[Dataset records Boundary: Start]
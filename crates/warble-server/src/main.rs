use std::net::SocketAddr;
use std::path::PathBuf;
use std::sync::Arc;

use tower_http::cors::CorsLayer;
use tower_http::trace::TraceLayer;
use tracing::info;

use warble_api::{AppState, AppStateInner};

#[tokio::main]
async fn main() -> anyhow::Result<()> {
    // Load .env if present
    let _ = dotenvy::dotenv();

    // Init logging
    tracing_subscriber::fmt()
        .with_env_filter(
            tracing_subscriber::EnvFilter::try_from_default_env().unwrap_or_else(|_| {
                "warble_server=debug,warble_api=debug,warble_db=debug,tower_http=debug".into()
            }),
        )
        .init();

    // Config
    let db_path = std::env::var("WARBLE_DB_PATH").unwrap_or_else(|_| "warble.db".into());
    let host = std::env::var("WARBLE_HOST").unwrap_or_else(|_| "0.0.0.0".into());
    let port: u16 = std::env::var("WARBLE_PORT")
        .unwrap_or_else(|_| "3000".into())
        .parse()?;

    // Init database
    let db = warble_db::Database::open(&PathBuf::from(&db_path))?;

    // Shared state and routes
    let state: AppState = Arc::new(AppStateInner { db });
    let app = warble_api::router(state)
        .layer(CorsLayer::permissive())
        .layer(TraceLayer::new_for_http());

    let addr: SocketAddr = format!("{}:{}", host, port).parse()?;
    info!("Warble server listening on {}", addr);

    let listener = tokio::net::TcpListener::bind(addr).await?;
    axum::serve(listener, app).await?;

    Ok(())
}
[Dataset records Boundary: End]
After reading the records above, transcribe them verbatim.

*Result for this exercise*:
filename crates/warble-server/src/main.rs
use std::net::SocketAddr;
use std::path::PathBuf;
use std::sync::Arc;

use tower_http::cors::CorsLayer;
use tower_http::trace::TraceLayer;
use tracing::info;

use warble_api::{AppState, AppStateInner};

#[tokio::main]
async fn main() -> anyhow::Result<()> {
    // Load .env if present
    let _ = dotenvy::dotenv();

    // Init logging
    tracing_subscriber::fmt()
        .with_env_filter(
            tracing_subscriber::EnvFilter::try_from_default_env().unwrap_or_else(|_| {
                "warble_server=debug,warble_api=debug,warble_db=debug,tower_http=debug".into()
            }),
        )
        .init();

    // Config
    let db_path = std::env::var("WARBLE_DB_PATH").unwrap_or_else(|_| "warble.db".into());
    let host = std::env::var("WARBLE_HOST").unwrap_or_else(|_| "0.0.0.0".into());
    let port: u16 = std::env::var("WARBLE_PORT")
        .unwrap_or_else(|_| "3000".into())
        .parse()?;

    // Init database
    let db = warble_db::Database::open(&PathBuf::from(&db_path))?;

    // Shared state and routes
    let state: AppState = Arc::new(AppStateInner { db });
    let app = warble_api::router(state)
        .layer(CorsLayer::permissive())
        .layer(TraceLayer::new_for_http());

    let addr: SocketAddr = format!("{}:{}", host, port).parse()?;
    info!("Warble server listening on {}", addr);

    let listener = tokio::net::TcpListener::bind(addr).await?;
    axum::serve(listener, app).await?;

    Ok(())
}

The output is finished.